INSTRUCTIONS FOR THE TASK: From the listing below, output only the lines starting at the line that has "pub mod graph;" and ending at the line that has "pub enum QueryError", exactly as they appear, ends included.

EXERCISE DATA:
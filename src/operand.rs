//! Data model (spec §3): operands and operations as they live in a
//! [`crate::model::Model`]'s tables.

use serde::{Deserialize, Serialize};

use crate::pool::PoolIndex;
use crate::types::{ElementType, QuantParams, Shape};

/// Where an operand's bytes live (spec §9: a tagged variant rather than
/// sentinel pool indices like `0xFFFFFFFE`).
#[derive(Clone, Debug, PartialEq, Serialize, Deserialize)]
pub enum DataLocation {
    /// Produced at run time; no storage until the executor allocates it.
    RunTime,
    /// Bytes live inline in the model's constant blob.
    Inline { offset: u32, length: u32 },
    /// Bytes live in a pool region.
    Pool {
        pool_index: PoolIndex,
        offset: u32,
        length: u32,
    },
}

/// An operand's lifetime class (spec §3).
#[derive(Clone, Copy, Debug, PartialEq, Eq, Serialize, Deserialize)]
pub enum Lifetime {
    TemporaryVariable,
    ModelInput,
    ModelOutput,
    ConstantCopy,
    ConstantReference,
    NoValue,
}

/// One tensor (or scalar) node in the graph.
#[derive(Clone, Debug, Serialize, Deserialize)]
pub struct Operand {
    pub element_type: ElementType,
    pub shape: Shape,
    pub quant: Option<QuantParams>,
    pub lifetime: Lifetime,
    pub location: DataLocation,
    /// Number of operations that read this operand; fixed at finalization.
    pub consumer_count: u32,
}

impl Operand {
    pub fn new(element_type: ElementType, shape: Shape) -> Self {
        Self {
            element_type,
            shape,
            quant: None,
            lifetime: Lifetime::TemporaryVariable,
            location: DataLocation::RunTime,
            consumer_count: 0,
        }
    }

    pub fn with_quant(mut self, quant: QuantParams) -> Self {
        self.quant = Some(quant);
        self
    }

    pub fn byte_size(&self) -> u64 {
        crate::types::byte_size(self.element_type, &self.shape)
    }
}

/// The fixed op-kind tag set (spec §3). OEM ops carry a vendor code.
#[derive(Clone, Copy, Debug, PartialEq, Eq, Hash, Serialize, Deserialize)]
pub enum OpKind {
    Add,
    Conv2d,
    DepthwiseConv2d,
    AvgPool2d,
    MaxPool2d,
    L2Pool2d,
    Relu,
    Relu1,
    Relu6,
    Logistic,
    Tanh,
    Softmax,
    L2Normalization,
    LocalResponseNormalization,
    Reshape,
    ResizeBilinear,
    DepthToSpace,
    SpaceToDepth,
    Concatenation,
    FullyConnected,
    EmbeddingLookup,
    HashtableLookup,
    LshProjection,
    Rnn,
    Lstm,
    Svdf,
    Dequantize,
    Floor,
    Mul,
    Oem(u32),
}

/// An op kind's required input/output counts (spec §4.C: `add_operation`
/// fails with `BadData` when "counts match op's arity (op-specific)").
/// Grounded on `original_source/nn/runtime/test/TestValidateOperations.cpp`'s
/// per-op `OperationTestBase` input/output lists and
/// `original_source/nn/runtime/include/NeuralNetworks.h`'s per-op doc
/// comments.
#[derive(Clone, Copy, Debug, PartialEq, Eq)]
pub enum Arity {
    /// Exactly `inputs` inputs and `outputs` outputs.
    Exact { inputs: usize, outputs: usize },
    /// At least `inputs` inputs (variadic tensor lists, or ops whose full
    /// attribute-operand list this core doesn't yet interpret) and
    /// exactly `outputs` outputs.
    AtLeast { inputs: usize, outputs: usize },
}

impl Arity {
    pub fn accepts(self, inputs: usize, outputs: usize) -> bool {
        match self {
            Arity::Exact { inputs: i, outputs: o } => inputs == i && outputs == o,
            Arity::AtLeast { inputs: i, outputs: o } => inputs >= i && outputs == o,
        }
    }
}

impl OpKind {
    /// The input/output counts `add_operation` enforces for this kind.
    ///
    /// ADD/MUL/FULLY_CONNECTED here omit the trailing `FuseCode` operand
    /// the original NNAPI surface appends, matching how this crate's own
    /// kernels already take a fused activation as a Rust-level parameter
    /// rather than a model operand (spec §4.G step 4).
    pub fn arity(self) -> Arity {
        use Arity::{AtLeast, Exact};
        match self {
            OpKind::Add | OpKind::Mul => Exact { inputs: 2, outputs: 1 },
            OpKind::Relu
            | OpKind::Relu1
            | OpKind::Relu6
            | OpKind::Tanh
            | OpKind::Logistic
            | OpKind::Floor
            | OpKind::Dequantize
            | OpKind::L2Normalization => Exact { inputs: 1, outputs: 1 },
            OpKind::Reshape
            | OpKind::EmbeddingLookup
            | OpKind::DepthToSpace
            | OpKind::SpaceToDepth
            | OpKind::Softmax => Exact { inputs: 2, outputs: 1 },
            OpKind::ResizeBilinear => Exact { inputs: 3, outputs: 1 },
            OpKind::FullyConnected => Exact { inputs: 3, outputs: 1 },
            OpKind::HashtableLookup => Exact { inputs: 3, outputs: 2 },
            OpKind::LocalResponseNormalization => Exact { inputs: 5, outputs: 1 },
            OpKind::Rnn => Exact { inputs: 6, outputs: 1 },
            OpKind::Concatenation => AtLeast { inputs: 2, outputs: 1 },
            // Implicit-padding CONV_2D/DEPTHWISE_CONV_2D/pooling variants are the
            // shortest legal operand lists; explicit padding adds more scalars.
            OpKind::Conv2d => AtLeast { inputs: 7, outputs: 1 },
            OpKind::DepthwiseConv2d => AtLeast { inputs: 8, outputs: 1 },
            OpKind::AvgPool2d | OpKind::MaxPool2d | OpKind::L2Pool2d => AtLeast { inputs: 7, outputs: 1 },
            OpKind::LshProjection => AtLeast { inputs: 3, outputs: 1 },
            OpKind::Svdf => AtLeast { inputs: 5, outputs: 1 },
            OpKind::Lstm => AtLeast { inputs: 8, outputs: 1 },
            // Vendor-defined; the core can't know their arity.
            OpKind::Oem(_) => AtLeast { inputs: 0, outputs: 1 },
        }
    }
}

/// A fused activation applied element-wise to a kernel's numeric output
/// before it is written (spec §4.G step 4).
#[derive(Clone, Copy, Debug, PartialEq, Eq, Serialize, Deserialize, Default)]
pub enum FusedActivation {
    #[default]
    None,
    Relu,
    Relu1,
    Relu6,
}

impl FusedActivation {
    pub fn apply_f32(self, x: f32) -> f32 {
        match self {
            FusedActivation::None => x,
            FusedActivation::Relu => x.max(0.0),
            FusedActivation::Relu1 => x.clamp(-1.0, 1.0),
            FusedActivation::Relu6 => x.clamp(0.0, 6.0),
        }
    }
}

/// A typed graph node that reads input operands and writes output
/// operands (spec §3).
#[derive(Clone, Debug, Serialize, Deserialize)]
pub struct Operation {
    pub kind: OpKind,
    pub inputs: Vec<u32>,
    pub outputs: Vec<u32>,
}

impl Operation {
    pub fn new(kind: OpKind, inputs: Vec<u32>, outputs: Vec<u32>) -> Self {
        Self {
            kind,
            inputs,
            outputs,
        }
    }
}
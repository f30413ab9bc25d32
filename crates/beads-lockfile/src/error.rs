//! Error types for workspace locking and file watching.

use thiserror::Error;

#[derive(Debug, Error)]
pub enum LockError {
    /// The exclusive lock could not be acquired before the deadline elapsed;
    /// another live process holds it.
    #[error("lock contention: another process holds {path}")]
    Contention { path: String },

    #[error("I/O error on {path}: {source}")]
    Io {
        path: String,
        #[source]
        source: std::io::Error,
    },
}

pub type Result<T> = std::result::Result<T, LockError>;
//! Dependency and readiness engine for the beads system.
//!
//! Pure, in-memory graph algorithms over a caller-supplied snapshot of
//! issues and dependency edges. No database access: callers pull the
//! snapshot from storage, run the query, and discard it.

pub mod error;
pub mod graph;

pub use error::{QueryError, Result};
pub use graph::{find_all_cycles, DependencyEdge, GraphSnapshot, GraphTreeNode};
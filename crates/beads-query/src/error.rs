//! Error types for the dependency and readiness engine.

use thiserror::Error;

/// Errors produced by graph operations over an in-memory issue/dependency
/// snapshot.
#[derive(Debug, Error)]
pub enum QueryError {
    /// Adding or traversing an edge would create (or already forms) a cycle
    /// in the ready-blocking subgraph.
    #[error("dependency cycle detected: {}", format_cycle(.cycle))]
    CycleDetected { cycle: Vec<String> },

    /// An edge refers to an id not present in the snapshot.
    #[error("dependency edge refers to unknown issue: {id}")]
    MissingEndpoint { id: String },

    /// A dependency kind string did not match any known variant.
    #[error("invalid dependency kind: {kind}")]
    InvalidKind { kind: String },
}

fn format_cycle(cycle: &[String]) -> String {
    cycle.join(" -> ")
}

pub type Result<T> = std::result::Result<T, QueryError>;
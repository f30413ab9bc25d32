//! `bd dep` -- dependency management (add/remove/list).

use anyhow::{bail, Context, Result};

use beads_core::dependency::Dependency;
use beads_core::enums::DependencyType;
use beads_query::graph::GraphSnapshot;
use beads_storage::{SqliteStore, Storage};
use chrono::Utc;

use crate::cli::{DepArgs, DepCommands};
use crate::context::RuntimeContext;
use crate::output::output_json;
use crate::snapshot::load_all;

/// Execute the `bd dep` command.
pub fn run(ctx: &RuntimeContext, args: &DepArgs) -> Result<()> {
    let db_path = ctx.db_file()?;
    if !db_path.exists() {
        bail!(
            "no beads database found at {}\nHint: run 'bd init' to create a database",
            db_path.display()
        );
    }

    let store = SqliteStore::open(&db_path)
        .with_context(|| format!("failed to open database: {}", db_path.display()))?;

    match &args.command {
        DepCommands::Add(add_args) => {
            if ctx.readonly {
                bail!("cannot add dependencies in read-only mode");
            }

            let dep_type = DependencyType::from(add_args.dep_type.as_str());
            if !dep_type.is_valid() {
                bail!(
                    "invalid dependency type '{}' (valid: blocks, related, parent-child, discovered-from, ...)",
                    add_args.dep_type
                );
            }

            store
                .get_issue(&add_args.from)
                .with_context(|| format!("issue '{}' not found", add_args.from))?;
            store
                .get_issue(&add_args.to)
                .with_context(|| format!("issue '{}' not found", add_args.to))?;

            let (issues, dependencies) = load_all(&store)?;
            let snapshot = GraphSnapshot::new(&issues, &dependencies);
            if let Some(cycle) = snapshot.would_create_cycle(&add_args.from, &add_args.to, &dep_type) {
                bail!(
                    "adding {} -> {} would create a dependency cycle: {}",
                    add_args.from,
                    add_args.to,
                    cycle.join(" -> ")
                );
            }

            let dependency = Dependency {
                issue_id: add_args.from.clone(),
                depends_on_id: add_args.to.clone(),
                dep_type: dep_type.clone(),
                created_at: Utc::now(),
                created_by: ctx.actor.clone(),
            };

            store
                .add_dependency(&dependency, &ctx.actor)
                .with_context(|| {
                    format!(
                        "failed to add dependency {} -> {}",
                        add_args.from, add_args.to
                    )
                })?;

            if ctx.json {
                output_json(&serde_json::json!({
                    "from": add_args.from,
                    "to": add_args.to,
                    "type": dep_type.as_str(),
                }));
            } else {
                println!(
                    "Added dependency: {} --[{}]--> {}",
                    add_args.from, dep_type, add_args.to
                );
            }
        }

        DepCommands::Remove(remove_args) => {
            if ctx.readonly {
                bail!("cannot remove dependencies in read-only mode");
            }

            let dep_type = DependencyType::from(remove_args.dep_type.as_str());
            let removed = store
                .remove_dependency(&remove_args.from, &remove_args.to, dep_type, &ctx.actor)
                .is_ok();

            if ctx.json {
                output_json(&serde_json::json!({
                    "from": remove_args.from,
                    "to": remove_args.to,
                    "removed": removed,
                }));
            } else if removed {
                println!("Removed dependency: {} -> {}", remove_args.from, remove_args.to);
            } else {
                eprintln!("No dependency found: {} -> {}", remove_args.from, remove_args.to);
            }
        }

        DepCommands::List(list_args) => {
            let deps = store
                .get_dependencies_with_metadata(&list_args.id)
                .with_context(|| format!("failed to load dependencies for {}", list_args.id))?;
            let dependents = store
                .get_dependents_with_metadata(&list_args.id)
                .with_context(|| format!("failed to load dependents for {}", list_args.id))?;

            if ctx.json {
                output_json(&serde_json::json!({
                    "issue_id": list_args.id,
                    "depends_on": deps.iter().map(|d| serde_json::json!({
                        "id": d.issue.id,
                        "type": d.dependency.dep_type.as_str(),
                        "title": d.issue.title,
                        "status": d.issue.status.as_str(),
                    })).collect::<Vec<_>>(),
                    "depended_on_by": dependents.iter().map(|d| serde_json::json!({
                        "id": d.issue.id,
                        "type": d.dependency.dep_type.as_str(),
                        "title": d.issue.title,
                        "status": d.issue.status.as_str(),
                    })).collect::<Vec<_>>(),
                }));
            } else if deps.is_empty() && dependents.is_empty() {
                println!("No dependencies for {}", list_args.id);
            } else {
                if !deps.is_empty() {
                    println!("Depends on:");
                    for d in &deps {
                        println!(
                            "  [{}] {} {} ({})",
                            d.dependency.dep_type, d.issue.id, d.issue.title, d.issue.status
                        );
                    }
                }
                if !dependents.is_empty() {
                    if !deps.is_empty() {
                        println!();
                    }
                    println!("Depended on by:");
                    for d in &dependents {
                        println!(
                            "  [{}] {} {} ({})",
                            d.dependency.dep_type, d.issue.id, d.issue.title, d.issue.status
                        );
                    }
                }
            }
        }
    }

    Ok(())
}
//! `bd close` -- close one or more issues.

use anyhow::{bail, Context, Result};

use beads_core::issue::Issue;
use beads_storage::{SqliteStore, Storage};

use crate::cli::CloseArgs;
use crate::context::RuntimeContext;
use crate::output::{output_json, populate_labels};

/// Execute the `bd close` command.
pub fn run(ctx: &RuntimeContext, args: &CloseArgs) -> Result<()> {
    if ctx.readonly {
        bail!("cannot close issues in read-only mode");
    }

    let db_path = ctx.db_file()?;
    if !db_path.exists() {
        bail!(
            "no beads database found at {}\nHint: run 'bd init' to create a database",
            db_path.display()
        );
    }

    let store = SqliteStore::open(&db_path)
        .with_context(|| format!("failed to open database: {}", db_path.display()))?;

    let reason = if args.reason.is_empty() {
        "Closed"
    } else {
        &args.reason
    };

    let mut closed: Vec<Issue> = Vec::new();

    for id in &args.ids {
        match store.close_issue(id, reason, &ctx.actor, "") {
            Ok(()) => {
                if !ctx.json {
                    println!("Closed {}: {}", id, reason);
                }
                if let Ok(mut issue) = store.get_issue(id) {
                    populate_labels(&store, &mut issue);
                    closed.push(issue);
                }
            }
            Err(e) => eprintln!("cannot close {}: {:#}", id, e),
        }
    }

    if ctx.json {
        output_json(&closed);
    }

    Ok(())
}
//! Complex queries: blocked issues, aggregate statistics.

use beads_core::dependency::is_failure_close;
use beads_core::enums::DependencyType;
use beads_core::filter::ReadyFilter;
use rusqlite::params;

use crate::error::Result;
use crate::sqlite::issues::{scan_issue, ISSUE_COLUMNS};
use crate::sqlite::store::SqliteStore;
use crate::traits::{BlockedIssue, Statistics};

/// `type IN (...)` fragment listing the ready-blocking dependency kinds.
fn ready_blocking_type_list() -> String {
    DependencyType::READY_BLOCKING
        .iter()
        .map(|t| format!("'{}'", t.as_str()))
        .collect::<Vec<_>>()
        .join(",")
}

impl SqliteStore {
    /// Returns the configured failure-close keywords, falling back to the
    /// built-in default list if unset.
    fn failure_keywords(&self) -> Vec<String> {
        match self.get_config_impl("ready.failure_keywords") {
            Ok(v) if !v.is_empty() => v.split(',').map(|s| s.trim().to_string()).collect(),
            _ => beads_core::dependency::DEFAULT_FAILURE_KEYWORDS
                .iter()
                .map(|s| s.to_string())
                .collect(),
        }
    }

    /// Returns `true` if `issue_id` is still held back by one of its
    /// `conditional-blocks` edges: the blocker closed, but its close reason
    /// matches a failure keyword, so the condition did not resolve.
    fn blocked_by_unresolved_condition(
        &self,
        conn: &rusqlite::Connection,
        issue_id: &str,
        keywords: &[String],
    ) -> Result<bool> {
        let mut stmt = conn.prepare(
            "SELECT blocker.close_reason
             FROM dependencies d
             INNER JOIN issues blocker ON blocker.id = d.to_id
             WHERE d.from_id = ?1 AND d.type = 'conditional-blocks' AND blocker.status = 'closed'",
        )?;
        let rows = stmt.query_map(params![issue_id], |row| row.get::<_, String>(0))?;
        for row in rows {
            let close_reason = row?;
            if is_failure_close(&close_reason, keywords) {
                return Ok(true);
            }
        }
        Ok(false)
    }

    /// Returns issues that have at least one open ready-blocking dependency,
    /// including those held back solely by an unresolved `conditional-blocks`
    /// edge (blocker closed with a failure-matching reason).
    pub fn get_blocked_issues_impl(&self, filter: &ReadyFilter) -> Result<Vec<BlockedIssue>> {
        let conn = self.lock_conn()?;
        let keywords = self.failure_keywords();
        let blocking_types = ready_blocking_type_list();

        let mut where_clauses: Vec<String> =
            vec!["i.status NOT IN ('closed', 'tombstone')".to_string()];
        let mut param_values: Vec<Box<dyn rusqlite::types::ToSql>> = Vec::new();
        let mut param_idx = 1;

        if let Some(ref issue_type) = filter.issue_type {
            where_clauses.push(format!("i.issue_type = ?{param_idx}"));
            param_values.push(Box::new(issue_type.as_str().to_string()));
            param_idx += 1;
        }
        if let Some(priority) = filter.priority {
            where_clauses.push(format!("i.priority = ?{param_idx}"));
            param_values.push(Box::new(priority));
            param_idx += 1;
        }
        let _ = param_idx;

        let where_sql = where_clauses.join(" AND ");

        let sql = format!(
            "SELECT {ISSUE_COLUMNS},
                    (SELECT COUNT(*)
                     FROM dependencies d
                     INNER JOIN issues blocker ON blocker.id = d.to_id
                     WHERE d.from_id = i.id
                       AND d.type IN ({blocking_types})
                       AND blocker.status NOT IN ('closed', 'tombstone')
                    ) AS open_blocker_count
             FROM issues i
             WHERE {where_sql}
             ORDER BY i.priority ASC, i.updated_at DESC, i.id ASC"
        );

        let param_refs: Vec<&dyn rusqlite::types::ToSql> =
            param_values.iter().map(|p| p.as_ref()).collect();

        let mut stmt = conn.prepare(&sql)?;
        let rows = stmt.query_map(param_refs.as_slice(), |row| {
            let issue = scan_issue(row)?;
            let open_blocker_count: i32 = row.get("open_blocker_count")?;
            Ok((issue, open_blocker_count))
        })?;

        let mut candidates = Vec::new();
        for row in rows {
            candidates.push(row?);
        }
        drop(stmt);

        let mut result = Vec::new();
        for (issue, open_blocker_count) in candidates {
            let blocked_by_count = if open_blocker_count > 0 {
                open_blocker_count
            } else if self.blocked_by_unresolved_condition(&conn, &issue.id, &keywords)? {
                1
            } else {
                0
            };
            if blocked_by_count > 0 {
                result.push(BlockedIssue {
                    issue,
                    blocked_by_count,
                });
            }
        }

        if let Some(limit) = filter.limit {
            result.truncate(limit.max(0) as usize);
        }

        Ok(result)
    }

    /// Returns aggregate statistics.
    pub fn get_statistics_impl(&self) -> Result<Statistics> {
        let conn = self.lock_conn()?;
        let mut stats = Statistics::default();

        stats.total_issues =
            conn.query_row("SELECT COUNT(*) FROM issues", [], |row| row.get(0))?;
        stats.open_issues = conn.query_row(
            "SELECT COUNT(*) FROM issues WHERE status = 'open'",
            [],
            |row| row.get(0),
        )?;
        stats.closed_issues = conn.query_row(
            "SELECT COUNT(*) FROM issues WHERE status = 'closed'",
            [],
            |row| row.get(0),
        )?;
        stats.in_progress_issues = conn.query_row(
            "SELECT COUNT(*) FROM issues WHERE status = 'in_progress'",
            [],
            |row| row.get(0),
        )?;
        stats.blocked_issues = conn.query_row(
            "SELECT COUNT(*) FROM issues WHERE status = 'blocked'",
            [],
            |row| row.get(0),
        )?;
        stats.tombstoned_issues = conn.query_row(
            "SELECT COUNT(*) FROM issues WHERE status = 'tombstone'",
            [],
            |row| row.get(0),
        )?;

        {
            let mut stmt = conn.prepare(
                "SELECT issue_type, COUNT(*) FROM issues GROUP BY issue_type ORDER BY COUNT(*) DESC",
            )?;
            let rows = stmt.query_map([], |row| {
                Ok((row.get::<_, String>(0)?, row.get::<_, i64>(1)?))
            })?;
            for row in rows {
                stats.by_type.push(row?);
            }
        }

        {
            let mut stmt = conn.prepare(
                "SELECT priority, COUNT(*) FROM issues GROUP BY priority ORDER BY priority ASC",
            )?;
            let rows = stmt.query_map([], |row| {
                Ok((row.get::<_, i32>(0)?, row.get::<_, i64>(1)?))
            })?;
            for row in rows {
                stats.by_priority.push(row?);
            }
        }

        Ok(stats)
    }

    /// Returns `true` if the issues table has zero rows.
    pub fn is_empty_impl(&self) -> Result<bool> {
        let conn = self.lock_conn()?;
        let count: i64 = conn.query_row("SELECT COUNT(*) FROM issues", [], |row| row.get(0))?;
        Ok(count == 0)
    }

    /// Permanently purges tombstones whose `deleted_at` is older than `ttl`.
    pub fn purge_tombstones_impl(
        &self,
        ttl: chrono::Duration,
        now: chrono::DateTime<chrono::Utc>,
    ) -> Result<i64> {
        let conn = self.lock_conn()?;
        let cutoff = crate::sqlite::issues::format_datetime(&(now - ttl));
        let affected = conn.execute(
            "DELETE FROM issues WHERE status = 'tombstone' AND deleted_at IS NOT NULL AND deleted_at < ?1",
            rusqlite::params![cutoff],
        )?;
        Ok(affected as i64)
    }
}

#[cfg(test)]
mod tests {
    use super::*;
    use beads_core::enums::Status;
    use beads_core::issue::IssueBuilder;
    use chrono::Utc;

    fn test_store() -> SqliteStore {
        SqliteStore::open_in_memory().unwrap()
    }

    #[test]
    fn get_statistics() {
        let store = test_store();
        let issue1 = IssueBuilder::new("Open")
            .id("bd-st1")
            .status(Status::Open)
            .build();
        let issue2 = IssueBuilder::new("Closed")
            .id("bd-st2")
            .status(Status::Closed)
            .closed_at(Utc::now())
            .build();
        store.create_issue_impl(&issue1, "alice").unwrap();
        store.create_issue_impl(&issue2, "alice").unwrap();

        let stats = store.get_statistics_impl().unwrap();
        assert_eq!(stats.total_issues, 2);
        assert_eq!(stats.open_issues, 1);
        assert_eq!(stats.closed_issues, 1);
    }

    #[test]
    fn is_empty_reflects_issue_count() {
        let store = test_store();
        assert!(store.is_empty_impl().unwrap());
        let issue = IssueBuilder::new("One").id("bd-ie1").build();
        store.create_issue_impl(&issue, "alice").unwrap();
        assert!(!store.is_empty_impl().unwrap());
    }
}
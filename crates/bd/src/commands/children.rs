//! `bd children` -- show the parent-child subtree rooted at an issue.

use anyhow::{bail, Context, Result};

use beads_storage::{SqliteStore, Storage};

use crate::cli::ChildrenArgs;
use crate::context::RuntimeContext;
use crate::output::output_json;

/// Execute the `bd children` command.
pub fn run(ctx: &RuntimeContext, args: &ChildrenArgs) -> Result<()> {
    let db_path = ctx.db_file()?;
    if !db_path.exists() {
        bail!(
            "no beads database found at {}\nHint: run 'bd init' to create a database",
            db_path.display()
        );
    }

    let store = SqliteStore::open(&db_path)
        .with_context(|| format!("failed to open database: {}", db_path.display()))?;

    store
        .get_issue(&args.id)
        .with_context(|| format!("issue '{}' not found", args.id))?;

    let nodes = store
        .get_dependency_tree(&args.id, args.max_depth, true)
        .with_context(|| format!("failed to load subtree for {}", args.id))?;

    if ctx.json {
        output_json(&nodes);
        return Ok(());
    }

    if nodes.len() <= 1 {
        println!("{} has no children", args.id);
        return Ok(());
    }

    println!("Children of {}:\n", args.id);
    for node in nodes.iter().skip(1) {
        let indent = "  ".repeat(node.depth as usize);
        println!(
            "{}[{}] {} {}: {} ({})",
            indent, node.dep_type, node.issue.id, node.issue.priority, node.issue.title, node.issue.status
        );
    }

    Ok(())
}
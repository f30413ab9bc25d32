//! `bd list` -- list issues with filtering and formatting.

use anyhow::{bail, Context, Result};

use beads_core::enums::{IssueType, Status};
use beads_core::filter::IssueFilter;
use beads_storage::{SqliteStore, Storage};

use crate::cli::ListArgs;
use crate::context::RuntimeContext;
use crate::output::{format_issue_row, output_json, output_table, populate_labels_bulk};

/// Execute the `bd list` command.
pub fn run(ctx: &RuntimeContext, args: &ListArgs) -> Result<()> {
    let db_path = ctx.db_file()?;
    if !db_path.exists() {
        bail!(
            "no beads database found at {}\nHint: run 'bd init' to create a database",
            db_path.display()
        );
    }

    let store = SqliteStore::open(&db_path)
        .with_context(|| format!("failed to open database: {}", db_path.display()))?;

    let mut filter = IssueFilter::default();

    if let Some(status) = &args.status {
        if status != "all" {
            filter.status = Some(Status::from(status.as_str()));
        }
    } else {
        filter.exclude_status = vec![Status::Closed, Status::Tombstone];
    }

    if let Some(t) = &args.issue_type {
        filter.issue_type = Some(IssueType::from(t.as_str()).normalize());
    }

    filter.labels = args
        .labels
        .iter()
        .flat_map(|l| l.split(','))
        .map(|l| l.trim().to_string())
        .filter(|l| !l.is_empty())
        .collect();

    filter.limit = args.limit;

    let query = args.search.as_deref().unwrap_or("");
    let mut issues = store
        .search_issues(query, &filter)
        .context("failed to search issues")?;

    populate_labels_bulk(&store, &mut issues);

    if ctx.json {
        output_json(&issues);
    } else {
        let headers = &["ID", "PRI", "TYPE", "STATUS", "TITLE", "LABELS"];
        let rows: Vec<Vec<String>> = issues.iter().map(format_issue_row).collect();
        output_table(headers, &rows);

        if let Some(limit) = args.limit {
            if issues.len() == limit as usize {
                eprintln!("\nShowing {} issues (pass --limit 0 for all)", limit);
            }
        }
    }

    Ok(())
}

RESPONSE:
pub mod graph;

pub use error::{QueryError, Result};
pub use graph::{find_all_cycles, DependencyEdge, GraphSnapshot, GraphTreeNode};
filename crates/beads-query/src/error.rs
//! Error types for the dependency and readiness engine.

use thiserror::Error;

/// Errors produced by graph operations over an in-memory issue/dependency
/// snapshot.
#[derive(Debug, Error)]
pub enum QueryError {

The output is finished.